Geneva Academy
16 June 2020
A two-day online expert meeting on gender-responsive cities closed last week a series of three online conferences on inclusive cities – co-organized by the Geneva Human Rights Platform, UN-Habitat, the Office of the UN High Commissioner for Human Rights and the Geneva Cities Hub – aimed at informing UN-Habitat Strategic Plan for 2020-2023.
About 80 gender experts – members of UN-Habitat Advisory Group on Gender (AGGI), local level politicians and activists, the CEDAW Chairperson Hillary Gbedemah and the City of Geneva Mayor Sami Kanaan – discussed gender equality at the local level and measures that local government could take towards this goal.
‘As Chair of AGGI, I want to highlight the importance of local leaders and authorities and their role in each territory, as highlighted by the current pandemic, which takes place in cities. Political leaders today are concerned with the immediate responses to the pandemic, but this is also an opportunity for radical changes. Making structural changes demands to feminize politics, to integrate gender in urban planning, to achieve the needed basic housing and infrastructures and social opportunities for all. To address these challenges, political leaders must gather different actors and social organizations, universities, feminists and grassroots groups to implement the emergency action that can lay the foundations for radical changes. AGGI is ready to advise UN-Habitat in this endeavour, this is our role’ stresses Ana Falu AGGI Chair and Emeritus Professor at the National University of Cordoba.

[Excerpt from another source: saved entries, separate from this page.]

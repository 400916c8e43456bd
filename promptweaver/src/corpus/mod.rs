//! Reference corpus used to ground stages.
//!
//! A corpus is a read-only list of named documents loaded once and shared
//! across runs. An empty corpus is valid: grounded stages simply run without
//! reference material.

use crate::errors::CorpusError;
use std::fs;
use std::path::Path;
use tracing::{debug, warn};

/// Extensions read as text.
const TEXT_EXTENSIONS: [&str; 3] = ["md", "markdown", "txt"];

/// Extensions listed by name only.
const BINARY_EXTENSIONS: [&str; 1] = ["pdf"];

const TRUNCATION_MARK: &str = "\n[...]";

/// One named reference document.
#[derive(Debug, Clone, PartialEq, Eq)]
pub struct ReferenceDocument {
    /// File name, e.g. `prompt_frameworks.md`.
    pub name: String,
    /// Text content; `None` for documents whose content is not extracted.
    pub content: Option<String>,
}

impl ReferenceDocument {
    /// Creates a text document.
    #[must_use]
    pub fn text(name: impl Into<String>, content: impl Into<String>) -> Self {
        Self {
            name: name.into(),
            content: Some(content.into()),
        }
    }

    /// Creates a document known only by name.
    #[must_use]
    pub fn named(name: impl Into<String>) -> Self {
        Self {
            name: name.into(),
            content: None,
        }
    }
}

/// Read-only access to reference documents.
///
/// `list` must be idempotent and free of side effects.
pub trait ReferenceCorpus: Send + Sync {
    /// Returns every document, in a stable order.
    fn list(&self) -> &[ReferenceDocument];
}

/// A corpus held in memory.
#[derive(Debug, Clone, Default, PartialEq, Eq)]
pub struct StaticCorpus {
    documents: Vec<ReferenceDocument>,
}

impl StaticCorpus {
    /// Creates a corpus from documents, sorted by name.
    #[must_use]
    pub fn new(mut documents: Vec<ReferenceDocument>) -> Self {
        documents.sort_by(|a, b| a.name.cmp(&b.name));
        Self { documents }
    }

    /// Creates an empty corpus.
    #[must_use]
    pub fn empty() -> Self {
        Self::default()
    }

    /// Returns the number of documents.
    #[must_use]
    pub fn len(&self) -> usize {
        self.documents.len()
    }

    /// Returns true if there are no documents.
    #[must_use]
    pub fn is_empty(&self) -> bool {
        self.documents.is_empty()
    }
}

impl ReferenceCorpus for StaticCorpus {
    fn list(&self) -> &[ReferenceDocument] {
        &self.documents
    }
}

/// Loads the reference documents in `dir` (not recursive).
///
/// Markdown and text files are read; PDFs are listed by name. A missing
/// directory yields an empty corpus and a warning.
///
/// # Errors
///
/// Returns a `CorpusError` if the directory or a text file cannot be read.
pub fn load_directory(dir: &Path) -> Result<StaticCorpus, CorpusError> {
    if !dir.is_dir() {
        warn!(
            dir = %dir.display(),
            "Knowledge directory not found, stages will run without reference material"
        );
        return Ok(StaticCorpus::empty());
    }

    let io_err = |path: &Path, source: std::io::Error| CorpusError {
        path: path.display().to_string(),
        source,
    };

    let mut documents = Vec::new();
    for entry in fs::read_dir(dir).map_err(|e| io_err(dir, e))? {
        let entry = entry.map_err(|e| io_err(dir, e))?;
        let path = entry.path();
        if !path.is_file() {
            continue;
        }
        let Some(name) = path.file_name().and_then(|n| n.to_str()).map(str::to_string) else {
            continue;
        };
        let ext = path
            .extension()
            .and_then(|e| e.to_str())
            .map(str::to_ascii_lowercase)
            .unwrap_or_default();

        if TEXT_EXTENSIONS.contains(&ext.as_str()) {
            let content = fs::read_to_string(&path).map_err(|e| io_err(&path, e))?;
            documents.push(ReferenceDocument::text(name, content));
        } else if BINARY_EXTENSIONS.contains(&ext.as_str()) {
            documents.push(ReferenceDocument::named(name));
        } else {
            debug!(file = %path.display(), "Skipping unsupported reference file");
        }
    }

    let corpus = StaticCorpus::new(documents);
    debug!(dir = %dir.display(), documents = corpus.len(), "Loaded reference corpus");
    Ok(corpus)
}

/// Renders documents as reference material of at most `max_chars` characters.
///
/// Returns `None` when there is nothing to attach.
#[must_use]
pub fn excerpt(documents: &[ReferenceDocument], max_chars: usize) -> Option<String> {
    if documents.is_empty() || max_chars == 0 {
        return None;
    }

    let mut out = String::new();
    for doc in documents {
        let section = match doc.content.as_deref().map(str::trim) {
            Some(text) if !text.is_empty() => format!("#### {}\n{text}\n\n", doc.name),
            Some(_) => continue,
            None => format!("#### {}\n(available by name only)\n\n", doc.name),
        };
        out.push_str(&section);
        if out.chars().count() >= max_chars {
            break;
        }
    }

    let out = out.trim_end();
    if out.is_empty() {
        return None;
    }
    if out.chars().count() <= max_chars {
        return Some(out.to_string());
    }
    let keep = max_chars.saturating_sub(TRUNCATION_MARK.len());
    let mut truncated: String = out.chars().take(keep).collect();
    truncated.push_str(TRUNCATION_MARK);
    Some(truncated)
}

#[cfg(test)]
mod tests {
    use super::*;
    use pretty_assertions::assert_eq;

    #[test]
    fn test_missing_directory_is_empty() {
        let temp = tempfile::tempdir().unwrap();
        let corpus = load_directory(&temp.path().join("knowledge")).unwrap();
        assert!(corpus.is_empty());
        assert!(corpus.list().is_empty());
    }

    #[test]
    fn test_load_directory() {
        let temp = tempfile::tempdir().unwrap();
        fs::write(temp.path().join("b_frameworks.md"), "PECRA, SCQA, RISEN").unwrap();
        fs::write(temp.path().join("a_tips.txt"), "Be specific.").unwrap();
        fs::write(temp.path().join("guide.pdf"), [0x25, 0x50, 0x44, 0x46]).unwrap();
        fs::write(temp.path().join("image.png"), [0x89]).unwrap();
        fs::create_dir(temp.path().join("nested")).unwrap();

        let corpus = load_directory(temp.path()).unwrap();
        let names: Vec<&str> = corpus.list().iter().map(|d| d.name.as_str()).collect();
        assert_eq!(names, vec!["a_tips.txt", "b_frameworks.md", "guide.pdf"]);
        assert_eq!(corpus.list()[2].content, None);

        // Idempotent.
        assert_eq!(corpus.list(), corpus.list());
    }

    #[test]
    fn test_excerpt() {
        let docs = vec![
            ReferenceDocument::text("a.md", "alpha"),
            ReferenceDocument::text("blank.md", "   "),
            ReferenceDocument::named("c.pdf"),
        ];
        let text = excerpt(&docs, 1000).unwrap();
        assert_eq!(
            text,
            "#### a.md\nalpha\n\n#### c.pdf\n(available by name only)"
        );

        assert_eq!(excerpt(&[], 1000), None);
        assert_eq!(excerpt(&docs, 0), None);
    }

    #[test]
    fn test_excerpt_is_bounded() {
        let docs = vec![ReferenceDocument::text("long.md", "x".repeat(500))];
        let text = excerpt(&docs, 100).unwrap();
        assert_eq!(text.chars().count(), 100);
        assert!(text.ends_with("[...]"));
    }
}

This series of three online conferences – financed by the Swedish International Development Agency (SIDA) through UN-Habitat – aims at developing operational documents to translate human rights standards at the city level for local governments, city-level practitioners and decision-makers, as well as national governments interested in local governance issues.
The outcome documents of these three conferences will be made available on this space.
‘This series of expert meetings on inclusive cities collected expertise of about 250 individuals working on different aspects of inclusivity – from a general human-rights based approach to specific gender-responsive policies and inclusion of older persons and persons with disabilities. Inclusivity was also the keyword of the proceeding of our meeting series: translation into three languages, sign language and closed captioning insured the accessibility of this meeting for a diverse group of participants’ explains Felix Kirchmeier, Executive Director of the Geneva Human Rights Platform.
‘These three Expert Group Meetings will assist UN-Habitat to better implement its four-years strategic plan by focusing on human rights and inclusive cities – in particular for persons with disabilities and older persons, with also a focus on gender – and remind all of us what is required to ensure that ‘no one is truly left behind’. In a world that is rapidly urbanizing and ageing, this was an invaluable opportunity to address some key issues and showcase how older persons and persons with disabilities contribute as active agents of change and not just as recipients of services’ stresses Katherine Kline, Co-chair of the UN-Habitat General Assembly of Partners-Partner Constituent Groups of Older Persons.